Vorrei raccontarti di quest’anno di indecisione, di attese protratte verso un futuro che adesso pare abbia un vaccino per questa malattia dal nome strano. Andrà bene, così mi hai insegnato, se adopero la testa. Tu ne sai qualcosa, vi siete ammalati, Tu, la Nonna, e tua Sorella. E questo si è aggiunto a quello che era stata la tragedia della guerra e del Nonno. Poi anche Lina se n’è andata. La Nonna non l’ha mai dimenticata. In qualche modo dovevo essere io che avrei riportato una donna nella famiglia, ma non è andata così e la Nonna mi ha voluto un bene uguale. Infinitamente grande. Ma come eravate rimasti Voi due, dopo una guerra, alle soglie del fascismo, avendo perso tutto o quasi. I tuoi anni da ragazzo sono stati allegri, difficili e insieme responsabili. Eravate in due e comunque c’era una dignità, un’onestà antica da mantenere. Mi sembra di guardare nel buio se penso a come devono essere state le giornate, le notti, i primi lavori, il lavoro della Nonna, la casa da mantenere decente insieme a ciò che era il nome. Il buon nome.

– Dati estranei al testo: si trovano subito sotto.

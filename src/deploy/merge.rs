// src/deploy/merge.rs

//! Merge engine
//!
//! Applies a [`MergePlan`] to the live tree. Writes go through a temporary
//! sibling and a rename so the card never holds a half-written file under a
//! real name. The engine is fail-stop: the first error ends the merge and is
//! reported with how far it got. There is no automatic rollback; a snapshot
//! of the pre-merge tree exists and recovery is an explicit revert.

use crate::deploy::planner::{MergeAction, MergePlan};
use crate::error::{Error, Result};
use crate::filesystem::atomic::copy_file_atomic;
use crate::filesystem::path::display_relative;
use crate::progress::ProgressTracker;
use std::fs;
use std::path::{Path, PathBuf};
use tracing::{debug, info, warn};

/// Outcome of a completed merge
#[derive(Debug, Clone, Default, PartialEq, Eq)]
pub struct MergeResult {
    pub created: usize,
    pub overwritten: usize,
    pub unchanged: usize,
    pub dirs_created: usize,
    pub bytes_written: u64,
}

impl MergeResult {
    /// Files written
    pub fn written(&self) -> usize {
        self.created + self.overwritten
    }
}

/// Apply `plan` from `staged` onto `target`
///
/// `MergeError` carries the number of writing actions completed, the number
/// planned, and the path that failed.
pub fn apply(
    plan: &MergePlan,
    staged: &Path,
    target: &Path,
    progress: &dyn ProgressTracker,
) -> Result<MergeResult> {
    let planned = plan.pending().count();
    let mut result = MergeResult::default();

    progress.begin("Merging", planned as u64);

    let fail = |completed: usize, path: &Path, reason: String| Error::MergeError {
        completed,
        planned,
        path: path.to_path_buf(),
        reason,
    };

    fs::create_dir_all(target)
        .map_err(|e| fail(0, target, format!("cannot create target: {}", e)))?;

    for dir in &plan.dirs {
        let live = target.join(dir);
        fs::create_dir_all(&live).map_err(|e| fail(0, dir, e.to_string()))?;
        result.dirs_created += 1;
    }

    for planned_action in &plan.actions {
        let path = &planned_action.path;
        match planned_action.action {
            MergeAction::Unchanged => {
                result.unchanged += 1;
                continue;
            }
            MergeAction::Create | MergeAction::Overwrite => {}
        }

        let completed = result.written();
        let live = target.join(path);

        if let Some(parent) = live.parent()
            && let Err(e) = fs::create_dir_all(parent)
        {
            progress.fail(&display_relative(path));
            return Err(fail(completed, path, e.to_string()));
        }

        match copy_file_atomic(&staged.join(path), &live) {
            Ok(bytes) => {
                debug!("{} {}", planned_action.action, display_relative(path));
                result.bytes_written += bytes;
                if planned_action.action == MergeAction::Create {
                    result.created += 1;
                } else {
                    result.overwritten += 1;
                }
                progress.advance(path);
            }
            Err(e) => {
                warn!(
                    "Merge stopped at {} after {}/{} writes: {}",
                    display_relative(path),
                    completed,
                    planned,
                    e
                );
                progress.fail(&display_relative(path));
                return Err(fail(completed, path, e.to_string()));
            }
        }
    }

    progress.finish("Merge complete");
    info!(
        "Merged {} created, {} overwritten, {} unchanged",
        result.created, result.overwritten, result.unchanged
    );
    Ok(result)
}

/// Paths a failed merge finished writing, given how many it completed
///
/// Writes happen in plan order, so the first `completed` pending actions are
/// the ones that landed.
pub fn completed_paths(plan: &MergePlan, completed: usize) -> Vec<PathBuf> {
    plan.pending()
        .take(completed)
        .map(|a| a.path.clone())
        .collect()
}

#[cfg(test)]
mod tests {
    use super::*;
    use crate::deploy::planner::{plan, PlannedAction};
    use crate::progress::SilentProgress;
    use tempfile::TempDir;

    fn setup() -> (TempDir, PathBuf, PathBuf) {
        let temp = TempDir::new().unwrap();
        let staged = temp.path().join("staged");
        let target = temp.path().join("target");
        fs::create_dir_all(&staged).unwrap();
        (temp, staged, target)
    }

    #[test]
    fn test_apply_creates_and_overwrites() {
        let (_temp, staged, target) = setup();
        fs::create_dir_all(staged.join("sub")).unwrap();
        fs::create_dir_all(staged.join("empty")).unwrap();
        fs::write(staged.join("a.txt"), b"new").unwrap();
        fs::write(staged.join("sub/b.txt"), b"b").unwrap();

        fs::create_dir_all(&target).unwrap();
        fs::write(target.join("a.txt"), b"old").unwrap();
        fs::write(target.join("user.cfg"), b"mine").unwrap();

        let merge_plan = plan(&staged, &target).unwrap();
        let progress = SilentProgress::new();
        let result = apply(&merge_plan, &staged, &target, &progress).unwrap();

        assert_eq!(result.created, 1);
        assert_eq!(result.overwritten, 1);
        assert_eq!(result.dirs_created, 2);
        assert_eq!(fs::read(target.join("a.txt")).unwrap(), b"new");
        assert_eq!(fs::read(target.join("sub/b.txt")).unwrap(), b"b");
        assert_eq!(fs::read(target.join("user.cfg")).unwrap(), b"mine");
        assert!(target.join("empty").is_dir());
        assert_eq!(progress.position(), 2);
        assert!(progress.is_finished());
    }

    #[test]
    fn test_apply_leaves_no_temp_files() {
        let (_temp, staged, target) = setup();
        fs::write(staged.join("a"), b"1").unwrap();

        let merge_plan = plan(&staged, &target).unwrap();
        apply(&merge_plan, &staged, &target, &SilentProgress::new()).unwrap();

        let names: Vec<_> = fs::read_dir(&target)
            .unwrap()
            .map(|e| e.unwrap().file_name())
            .collect();
        assert_eq!(names, vec![std::ffi::OsString::from("a")]);
    }

    #[test]
    fn test_apply_stops_on_first_failure() {
        let (_temp, staged, target) = setup();
        fs::write(staged.join("a.txt"), b"a").unwrap();
        fs::write(staged.join("c.txt"), b"c").unwrap();

        // b.txt was never staged, so copying it fails
        let merge_plan = MergePlan {
            actions: vec![
                PlannedAction::new("a.txt", MergeAction::Create),
                PlannedAction::new("b.txt", MergeAction::Create),
                PlannedAction::new("c.txt", MergeAction::Create),
            ],
            dirs: Vec::new(),
        };

        let err = apply(&merge_plan, &staged, &target, &SilentProgress::new()).unwrap_err();
        match err {
            Error::MergeError {
                completed,
                planned,
                path,
                ..
            } => {
                assert_eq!(completed, 1);
                assert_eq!(planned, 3);
                assert_eq!(path, PathBuf::from("b.txt"));
                assert_eq!(completed_paths(&merge_plan, completed), vec![PathBuf::from("a.txt")]);
            }
            other => panic!("unexpected error: {other}"),
        }
        assert!(target.join("a.txt").exists());
        assert!(!target.join("c.txt").exists());
    }

    #[cfg(unix)]
    #[test]
    fn test_apply_preserves_mode() {
        use std::os::unix::fs::PermissionsExt;

        let (_temp, staged, target) = setup();
        fs::write(staged.join("tool"), b"#!").unwrap();
        fs::set_permissions(staged.join("tool"), fs::Permissions::from_mode(0o755)).unwrap();

        let merge_plan = plan(&staged, &target).unwrap();
        apply(&merge_plan, &staged, &target, &SilentProgress::new()).unwrap();

        let mode = fs::metadata(target.join("tool")).unwrap().permissions().mode();
        assert_eq!(mode & 0o777, 0o755);
    }
}
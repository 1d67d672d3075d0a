// src/commands/deploy.rs

//! Deploy command - fetch, verify, back up and merge a build

use super::{print_capped, progress_reporter, resolve_volume};
use crate::cli::VolumeArgs;
use anyhow::{Context, Result};
use rbdeploy::config::Config;
use rbdeploy::deploy::{
    ArtifactReference, ArtifactSource, BuildKind, DeployOptions, DeployReport, Deployer,
};
use rbdeploy::hash::Hash;
use rbdeploy::repository::{BuildIndex, FileArtifactSource, HttpArtifactSource, RepositoryClient};
use rbdeploy::volume::TargetVolume;
use std::path::Path;
use tracing::info;

/// Plan lines printed before eliding the rest
const MAX_PLAN_LINES: usize = 50;

/// Where the build comes from
pub struct BuildRequest<'a> {
    pub device: Option<&'a str>,
    pub date: Option<&'a str>,
    pub release: Option<&'a str>,
    pub file: Option<&'a Path>,
    pub checksum: Option<&'a str>,
}

/// Deploy a build onto a volume
pub fn cmd_deploy(
    config: &Config,
    request: BuildRequest<'_>,
    volume_args: &VolumeArgs,
    require_checksum: bool,
    dry_run: bool,
) -> Result<()> {
    let volume = resolve_volume(config, volume_args)?;
    println!("Volume: {}", volume.root().display());

    let options = DeployOptions {
        dry_run,
        require_checksum: require_checksum || config.verify.require_checksum,
    };

    let report = match request.file {
        Some(path) => {
            let reference = local_reference(path, request.checksum)?;
            let source = FileArtifactSource::new(&config.verify);
            run(volume, &source, &reference, options)?
        }
        None => {
            let client = RepositoryClient::new(&config.remote)?;
            let reference = remote_reference(&client, config, &request)?;
            let source = HttpArtifactSource::new(&client, &config.verify);
            run(volume, &source, &reference, options)?
        }
    };

    print_report(&report);
    Ok(())
}

fn run(
    volume: TargetVolume,
    source: &dyn ArtifactSource,
    reference: &ArtifactReference,
    options: DeployOptions,
) -> Result<DeployReport> {
    println!("Build: {} ({})", reference.label, reference.locator);

    let progress = progress_reporter();
    let deployer = Deployer::new(volume, source)
        .with_options(options)
        .with_progress(progress.as_ref());

    match deployer.deploy(reference) {
        Ok(report) => Ok(report),
        Err(failure) => {
            eprintln!("Deploy failed in {}: {}", failure.terminal_state, failure.error);
            if !failure.terminal_state.target_touched() {
                eprintln!("The installation was not modified.");
            } else if failure.written.is_empty() {
                eprintln!("No files were written before the failure.");
            } else {
                eprintln!("Written before the failure ({} files):", failure.written.len());
                for path in failure.written.iter().take(MAX_PLAN_LINES) {
                    eprintln!("  {}", path.display());
                }
                if failure.written.len() > MAX_PLAN_LINES {
                    eprintln!("  ... ({} more)", failure.written.len() - MAX_PLAN_LINES);
                }
            }
            if let Some(backup) = &failure.backup {
                eprintln!(
                    "The previous installation is saved in {}; run `rbdeploy revert` to restore it.",
                    backup.path.display()
                );
            }
            Err(failure.into())
        }
    }
}

fn parse_checksum(checksum: Option<&str>) -> Result<Option<Hash>> {
    checksum
        .map(|s| Hash::parse_prefixed(s).with_context(|| format!("Invalid checksum '{}'", s)))
        .transpose()
}

fn local_reference(path: &Path, checksum: Option<&str>) -> Result<ArtifactReference> {
    let name = path
        .file_name()
        .map(|n| n.to_string_lossy().into_owned())
        .unwrap_or_else(|| path.display().to_string());

    let mut reference = ArtifactReference::new(path.to_string_lossy())
        .with_kind(BuildKind::Local)
        .with_label(format!("local {}", name));
    if let Some(digest) = parse_checksum(checksum)? {
        reference = reference.with_digest(digest);
    }
    Ok(reference)
}

fn remote_reference(
    client: &RepositoryClient,
    config: &Config,
    request: &BuildRequest<'_>,
) -> Result<ArtifactReference> {
    let device = request
        .device
        .context("A device is required unless deploying a local file")?;
    let index = BuildIndex::new(client, &config.remote);

    let mut reference = match (request.release, request.date) {
        (Some(version), _) => {
            let url = index.release_url(device, version)?;
            ArtifactReference::new(url.as_str())
                .with_kind(BuildKind::Release)
                .with_label(format!("{} release {}", device, version))
        }
        (None, Some(date)) => {
            let url = index.nightly_url(device, date)?;
            ArtifactReference::new(url.as_str())
                .with_kind(BuildKind::Nightly)
                .with_label(format!("{} nightly {}", device, date))
        }
        (None, None) => {
            let (date, url) = index
                .latest_nightly(device)
                .with_context(|| format!("Failed to find the latest nightly for {}", device))?;
            info!("Latest nightly for {} is {}", device, date);
            ArtifactReference::new(url.as_str())
                .with_kind(BuildKind::Nightly)
                .with_label(format!("{} nightly {}", device, date))
        }
    };

    if let Some(digest) = parse_checksum(request.checksum)? {
        reference = reference.with_digest(digest);
    }
    Ok(reference)
}

fn print_report(report: &DeployReport) {
    println!("Integrity: {}", report.verification);

    if report.is_dry_run() {
        println!("\n[DRY RUN] Would make these changes:");
        let pending: Vec<_> = report.plan.pending().collect();
        if pending.is_empty() {
            println!("  (nothing to write)");
        } else {
            print_capped(&pending, MAX_PLAN_LINES);
        }
        for dir in &report.plan.dirs {
            info!("would create directory {}", dir.display());
        }
        println!("\nSummary: {}", report.plan.summary());
        println!("No backup taken and nothing written.");
        return;
    }

    if let Some(backup) = &report.backup {
        println!("Backup: {}", backup.path.display());
    }
    if let Some(result) = &report.merge {
        println!(
            "\nDeployed {}: {} created, {} overwritten, {} unchanged ({} bytes written)",
            report.reference.label,
            result.created,
            result.overwritten,
            result.unchanged,
            result.bytes_written
        );
    }
    println!("State: {}", report.state);
}

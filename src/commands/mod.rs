// src/commands/mod.rs
//! Command handlers for the rbdeploy CLI

mod backups;
mod deploy;
mod list;
mod revert;

pub use backups::cmd_backups;
pub use deploy::{BuildRequest, cmd_deploy};
pub use list::cmd_list;
pub use revert::cmd_revert;

use crate::cli::VolumeArgs;
use anyhow::Result;
use rbdeploy::config::Config;
use rbdeploy::progress::{CliProgress, LogProgress, ProgressTracker};
use rbdeploy::volume::{TargetVolume, resolve_mount_path};
use std::fmt::Display;
use std::io::IsTerminal;

/// Resolve the target volume from CLI arguments and config
pub(crate) fn resolve_volume(config: &Config, args: &VolumeArgs) -> Result<TargetVolume> {
    let mount_root = args
        .mount_root
        .clone()
        .unwrap_or_else(|| config.volume.mount_root());

    let root = resolve_mount_path(
        args.label.as_deref(),
        &mount_root,
        args.mount_path.as_deref(),
    )?;

    Ok(TargetVolume::with_layout(root, &config.volume))
}

/// A progress bar on a terminal, log lines otherwise
pub(crate) fn progress_reporter() -> Box<dyn ProgressTracker> {
    if std::io::stderr().is_terminal() {
        Box::new(CliProgress::new())
    } else {
        Box::new(LogProgress::new())
    }
}

/// Print up to `max` items, then how many were left out
pub(crate) fn print_capped<T: Display>(items: &[T], max: usize) {
    for item in items.iter().take(max) {
        println!("  {}", item);
    }
    if items.len() > max {
        println!("  ... ({} more)", items.len() - max);
    }
}
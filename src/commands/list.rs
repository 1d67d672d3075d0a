// src/commands/list.rs

//! List command - discover releases, devices and nightly builds

use super::print_capped;
use crate::cli::ListKind;
use anyhow::{Context, Result};
use rbdeploy::config::Config;
use rbdeploy::repository::{BuildIndex, RepositoryClient};

/// List what the distribution point offers
pub fn cmd_list(config: &Config, what: ListKind, device: Option<&str>, max: usize) -> Result<()> {
    let client = RepositoryClient::new(&config.remote)?;
    let index = BuildIndex::new(&client, &config.remote);

    match what {
        ListKind::Releases => {
            let releases = index.list_releases().context("Failed to list releases")?;
            println!("Releases ({}):", releases.len());
            print_capped(&releases, max);
        }
        ListKind::Devices => {
            let devices = index.list_devices().context("Failed to list devices")?;
            println!("Devices with nightly builds ({}):", devices.len());
            print_capped(&devices, max);
        }
        ListKind::Dailies => {
            let device = device.context("--device is required to list nightly builds")?;
            let dates = index
                .list_dailies(device)
                .with_context(|| format!("Failed to list nightly builds for {}", device))?;
            if dates.is_empty() {
                println!("No nightly builds found for {}", device);
                return Ok(());
            }
            println!("Nightly builds for {} ({}):", device, dates.len());
            print_capped(&dates, max);
        }
    }
    Ok(())
}
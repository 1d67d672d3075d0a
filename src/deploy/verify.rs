// src/deploy/verify.rs

//! Integrity verification of downloaded artifacts
//!
//! Runs before anything is extracted. There are three possible outcomes and
//! they are deliberately kept apart:
//!
//! - `Verified`: a digest was found and matched
//! - `Unverified`: no digest could be located (not fatal on its own)
//! - `Failed`: a digest was found and did NOT match (always fatal)
//!
//! Whether `Unverified` may proceed is a policy decision made by
//! [`enforce`], not by the verifier.

use crate::error::{Error, Result};
use crate::hash::{verify_bytes, Hash, HashAlgorithm};
use std::fmt;
use std::sync::LazyLock;
use tracing::{debug, info, warn};

static BSD_LINE: LazyLock<regex::Regex> = LazyLock::new(|| {
    regex::Regex::new(r"^(?i)(SHA-?256|SHA-?512|MD5)\s*\((.+)\)\s*=\s*([0-9a-f]+)$")
        .expect("valid BSD checksum regex")
});

static GNU_LINE: LazyLock<regex::Regex> = LazyLock::new(|| {
    regex::Regex::new(r"^([0-9a-fA-F]+)(?:\s+\*?(.+))?$").expect("valid GNU checksum regex")
});

/// One digest entry in a checksum manifest
#[derive(Debug, Clone, PartialEq, Eq)]
pub struct ManifestEntry {
    /// File the digest applies to; `None` for single-digest files
    /// (`rockbox-x.zip.sha256`) which name no file
    pub file_name: Option<String>,
    pub digest: Hash,
}

/// A published checksum manifest
#[derive(Debug, Clone, PartialEq, Eq)]
pub struct ChecksumManifest {
    /// Where the manifest came from (file name or URL), for reports
    pub origin: String,
    pub entries: Vec<ManifestEntry>,
}

impl ChecksumManifest {
    /// Parse a manifest
    ///
    /// Accepts GNU coreutils lines (`<hex>  <name>`, `<hex> *<name>`), BSD
    /// tagged lines (`SHA256 (<name>) = <hex>`) and bare digests. The
    /// algorithm comes from the BSD tag, else from the manifest's name
    /// (`SHA256SUMS`, `x.zip.md5`), else from the digest length. Lines that
    /// fit none of these are skipped.
    pub fn parse(origin: &str, text: &str) -> Self {
        let name_hint = algorithm_from_name(origin);
        let mut entries = Vec::new();

        for (lineno, raw) in text.lines().enumerate() {
            let line = raw.trim();
            if line.is_empty() || line.starts_with('#') {
                continue;
            }

            let parsed = if let Some(caps) = BSD_LINE.captures(line) {
                let algorithm = caps[1]
                    .replace('-', "")
                    .parse::<HashAlgorithm>()
                    .ok();
                algorithm.map(|a| (a, caps[3].to_string(), Some(caps[2].to_string())))
            } else if let Some(caps) = GNU_LINE.captures(line) {
                let hex = caps[1].to_string();
                name_hint
                    .or_else(|| HashAlgorithm::from_hex_len(hex.len()))
                    .map(|a| (a, hex, caps.get(2).map(|m| m.as_str().trim().to_string())))
            } else {
                None
            };

            let Some((algorithm, hex, file_name)) = parsed else {
                debug!("{}:{}: skipping unrecognized line", origin, lineno + 1);
                continue;
            };

            match Hash::new(algorithm, hex) {
                Ok(digest) => entries.push(ManifestEntry { file_name, digest }),
                Err(e) => warn!("{}:{}: ignoring bad digest: {}", origin, lineno + 1, e),
            }
        }

        Self {
            origin: origin.to_string(),
            entries,
        }
    }

    /// Find the digest for `artifact_name`
    ///
    /// Names are compared by their final path component, so `./x.zip` and
    /// `release/x.zip` both match `x.zip`. A bare digest matches anything,
    /// but only when it is the manifest's sole entry.
    pub fn find(&self, artifact_name: &str) -> Option<&Hash> {
        let wanted = base_name(artifact_name);

        let named = self.entries.iter().find(|e| {
            e.file_name
                .as_deref()
                .is_some_and(|name| base_name(name) == wanted)
        });
        if let Some(entry) = named {
            return Some(&entry.digest);
        }

        match self.entries.as_slice() {
            [only] if only.file_name.is_none() => Some(&only.digest),
            _ => None,
        }
    }
}

/// Where an expected digest may come from
#[derive(Debug, Clone, PartialEq, Eq)]
pub enum DigestSource {
    /// Supplied by the caller; verification is mandatory
    Explicit(Hash),
    /// Published next to the artifact
    Manifest(ChecksumManifest),
    /// Nothing available
    Unavailable,
}

impl DigestSource {
    pub fn is_explicit(&self) -> bool {
        matches!(self, Self::Explicit(_))
    }
}

/// Result of checking an artifact against its digest source
#[derive(Debug, Clone, PartialEq, Eq)]
pub enum VerifyOutcome {
    Verified {
        digest: Hash,
        origin: String,
    },
    Unverified {
        reason: String,
    },
    Failed {
        algorithm: HashAlgorithm,
        expected: String,
        actual: String,
    },
}

impl VerifyOutcome {
    pub fn is_verified(&self) -> bool {
        matches!(self, Self::Verified { .. })
    }
}

impl fmt::Display for VerifyOutcome {
    fn fmt(&self, f: &mut fmt::Formatter<'_>) -> fmt::Result {
        match self {
            Self::Verified { digest, origin } => {
                write!(f, "verified ({} from {})", digest.algorithm, origin)
            }
            Self::Unverified { reason } => write!(f, "unverified ({})", reason),
            Self::Failed {
                algorithm,
                expected,
                actual,
            } => write!(
                f,
                "FAILED ({} expected {}, got {})",
                algorithm, expected, actual
            ),
        }
    }
}

/// Whether an artifact without a digest may be installed
#[derive(Debug, Clone, Copy, PartialEq, Eq, Default)]
pub enum VerificationPolicy {
    /// Proceed on `Unverified`, reporting it
    #[default]
    Optional,
    /// Treat `Unverified` as fatal
    Required,
}

/// Check `bytes` against the expected digest from `source`
pub fn verify(bytes: &[u8], artifact_name: &str, source: &DigestSource) -> VerifyOutcome {
    let (expected, origin) = match source {
        DigestSource::Explicit(hash) => (hash, "caller-supplied digest".to_string()),
        DigestSource::Manifest(manifest) => match manifest.find(artifact_name) {
            Some(hash) => (hash, manifest.origin.clone()),
            None => {
                return VerifyOutcome::Unverified {
                    reason: format!("no entry for {} in {}", artifact_name, manifest.origin),
                };
            }
        },
        DigestSource::Unavailable => {
            return VerifyOutcome::Unverified {
                reason: "no checksum published".to_string(),
            };
        }
    };

    match verify_bytes(bytes, expected) {
        Ok(digest) => {
            info!("Verified {} ({}) against {}", artifact_name, digest.algorithm, origin);
            VerifyOutcome::Verified { digest, origin }
        }
        Err(e) => {
            warn!("Integrity check failed for {}: {}", artifact_name, e);
            VerifyOutcome::Failed {
                algorithm: e.algorithm,
                expected: e.expected,
                actual: e.actual,
            }
        }
    }
}

/// Turn an outcome into a go/no-go decision
pub fn enforce(
    outcome: &VerifyOutcome,
    policy: VerificationPolicy,
    artifact_name: &str,
) -> Result<()> {
    match (outcome, policy) {
        (VerifyOutcome::Verified { .. }, _) => Ok(()),
        (
            VerifyOutcome::Failed {
                algorithm,
                expected,
                actual,
            },
            _,
        ) => Err(Error::IntegrityMismatch {
            algorithm: *algorithm,
            expected: expected.clone(),
            actual: actual.clone(),
        }),
        (VerifyOutcome::Unverified { .. }, VerificationPolicy::Required) => {
            Err(Error::ChecksumRequired(artifact_name.to_string()))
        }
        (VerifyOutcome::Unverified { reason }, VerificationPolicy::Optional) => {
            warn!("Proceeding without integrity check for {}: {}", artifact_name, reason);
            Ok(())
        }
    }
}

fn algorithm_from_name(name: &str) -> Option<HashAlgorithm> {
    let lower = base_name(name).to_lowercase();
    if lower.contains("sha512") {
        Some(HashAlgorithm::Sha512)
    } else if lower.contains("sha256") {
        Some(HashAlgorithm::Sha256)
    } else if lower.contains("md5") {
        Some(HashAlgorithm::Md5)
    } else {
        None
    }
}

fn base_name(name: &str) -> &str {
    name.rsplit(['/', '\\']).next().unwrap_or(name)
}

#[cfg(test)]
mod tests {
    use super::*;
    use crate::hash::{hash_bytes, sha256};

    const ARTIFACT: &[u8] = b"rockbox build bytes";

    fn manifest_for(name: &str, line_name: &str) -> ChecksumManifest {
        let text = format!("{}  {}\n", sha256(ARTIFACT), line_name);
        ChecksumManifest::parse(name, &text)
    }

    #[test]
    fn test_parse_gnu_manifest() {
        let text = format!(
            "# comment\n{}  rockbox-ipod-4.0.zip\n{} *rockbox-sansa-4.0.zip\n\n",
            "a".repeat(64),
            "b".repeat(64)
        );
        let manifest = ChecksumManifest::parse("SHA256SUMS", &text);
        assert_eq!(manifest.entries.len(), 2);
        assert_eq!(
            manifest.find("rockbox-sansa-4.0.zip").unwrap().value,
            "b".repeat(64)
        );
        assert!(manifest.find("rockbox-h300-4.0.zip").is_none());
    }

    #[test]
    fn test_parse_bsd_manifest() {
        let digest = hash_bytes(HashAlgorithm::Sha512, ARTIFACT);
        let text = format!("SHA512 (rockbox-erosqnative-4.0.zip) = {}\n", digest.value);
        let manifest = ChecksumManifest::parse("CHECKSUMS", &text);

        let found = manifest.find("rockbox-erosqnative-4.0.zip").unwrap();
        assert_eq!(found.algorithm, HashAlgorithm::Sha512);
    }

    #[test]
    fn test_algorithm_inferred_from_length() {
        let md5 = hash_bytes(HashAlgorithm::Md5, ARTIFACT);
        let manifest = ChecksumManifest::parse("sums.txt", &format!("{} x.zip\n", md5.value));
        assert_eq!(manifest.find("x.zip").unwrap().algorithm, HashAlgorithm::Md5);
    }

    #[test]
    fn test_bare_digest_file() {
        let manifest =
            ChecksumManifest::parse("rockbox-ipod-4.0.zip.sha256", &format!("{}\n", sha256(ARTIFACT)));
        assert!(manifest.find("rockbox-ipod-4.0.zip").is_some());
    }

    #[test]
    fn test_name_hint_conflict_skips_line() {
        // MD5-length digest inside a SHA256 manifest is not trusted
        let text = format!("{}  x.zip\n", "c".repeat(32));
        let manifest = ChecksumManifest::parse("SHA256SUMS", &text);
        assert!(manifest.entries.is_empty());
    }

    #[test]
    fn test_path_prefixed_names_match() {
        let manifest = manifest_for("SHA256SUMS", "./release/rockbox-ipod-4.0.zip");
        assert!(manifest.find("rockbox-ipod-4.0.zip").is_some());
    }

    #[test]
    fn test_verify_outcomes() {
        let good = DigestSource::Manifest(manifest_for("SHA256SUMS", "x.zip"));
        assert!(verify(ARTIFACT, "x.zip", &good).is_verified());

        let outcome = verify(b"tampered", "x.zip", &good);
        assert!(matches!(outcome, VerifyOutcome::Failed { .. }));

        let outcome = verify(ARTIFACT, "y.zip", &good);
        assert!(matches!(outcome, VerifyOutcome::Unverified { .. }));

        let outcome = verify(ARTIFACT, "x.zip", &DigestSource::Unavailable);
        assert!(matches!(outcome, VerifyOutcome::Unverified { .. }));
    }

    #[test]
    fn test_explicit_digest() {
        let explicit = DigestSource::Explicit(hash_bytes(HashAlgorithm::Sha256, ARTIFACT));
        assert!(explicit.is_explicit());
        assert!(verify(ARTIFACT, "x.zip", &explicit).is_verified());
        assert!(!verify(b"other", "x.zip", &explicit).is_verified());
    }

    #[test]
    fn test_enforce_policy() {
        let unverified = VerifyOutcome::Unverified {
            reason: "none".to_string(),
        };
        assert!(enforce(&unverified, VerificationPolicy::Optional, "x.zip").is_ok());
        assert!(matches!(
            enforce(&unverified, VerificationPolicy::Required, "x.zip"),
            Err(Error::ChecksumRequired(_))
        ));

        let failed = VerifyOutcome::Failed {
            algorithm: HashAlgorithm::Sha256,
            expected: "a".repeat(64),
            actual: "b".repeat(64),
        };
        // A mismatch is fatal regardless of policy
        assert!(matches!(
            enforce(&failed, VerificationPolicy::Optional, "x.zip"),
            Err(Error::IntegrityMismatch { .. })
        ));
    }
}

E immagino le tue rinunce, il costruire quella tua personalità forte e schiva: non ho mai sentito ti vantassi di qualcosa e potevi farlo, ma era la tua essenza che non ne aveva bisogno, e che ho conosciuto troppo tardi. Le poche parole, il fare bene ciò che si fa, il rispettare le scadenze, non dipendere da nessuno, non avere debiti da onorare. Un costruirti forte, nel fisico e nella mente, avere obiettivi semplici ma raggiungerli e poi passare ad altro. E una determinazione, un coraggio che era più grande di Te. Tutto questo senza perdere la tenerezza, la capacità di parlare poco e di far sentire l’amore, le mani grandi, forti di lavoro duro, spesso difficile, ma pronte alla carezza. E la pulizia esteriore e interiore, poche regole ma rispettate, pochi ideali, ma forti e onorati. A partire dall’antifascismo, dal riscatto di chi, come te metteva la dignità nel proprio lavoro e ne pretendeva il giusto riconoscimento.
Hai fatto la tua famiglia con le stesse regole, la stessa gioia del crescere i figli la mostravi nello stare con noi. Quando potevi, perché spesso il lavoro ti portava distante. Tutto quello che ho imparato dello stare al mondo risale a Voi, a Te, a Mamma e alla Nonna. Costruito il telaio, poi la trama e l’ordito si intrecciano con le idee, diventano tempo, colore, aspirazione, ideali, vita. Tu costruivi telai in cui poi essere liberi di fare.
C’è una storia che racconta Hillman sul tradimento e sul fidarsi: un bimbo vuole fare un salto perché sa che sarà accolto nelle braccia di suo padre e così avviene. Poi il salto è più alto e ancora avviene. Il bimbo si fida e vuole fare un salto ancora più alto e il padre lo lascia cadere. Da quel momento non si fiderà più, non solo del padre, ma di chiunque chieda la sua fiducia senza condizioni. Ebbene, Tu non mi hai mai lasciato cadere e se ho ancora fiducia negli uomini, nel mondo, lo devo a Te.
In questa giornata festeggiavamo, ero già grande ed era bello farlo, mi sembrava di essere già uomo. Adesso ti festeggio nel mio cuore, da dove non te ne sei mai andato e tra uomini ci parliamo. Buon compleanno Papà.
Ero sulla canna della bicicletta,
c’era l’aria di primavera attorno e addosso,
tu pedalavi e parlavi indicandomi gli uomini, le cose.
Abbiamo fatto strada assieme,
ho conosciuto con occhi di meraviglia, luoghi e persone.
Nulla è sfuggito del bene e del tuo sorriso,
di ogni cosa che torna sento il calore,
vedo e leggo cose che allora mi sembravano naturali,
come l’amore ricevuto, l’attenzione, il senso della festa quando c’eri.
Di tutto ciò che è caduto, so che era inanimato,
quello che si pigia nel cuore palpita di vita,
e ogni giorno dovrei renderti un pensiero,
un bacio, una carezza, uno sguardo che ritrova la tua mano,
quella che m’accorgo, non ho mai lasciato.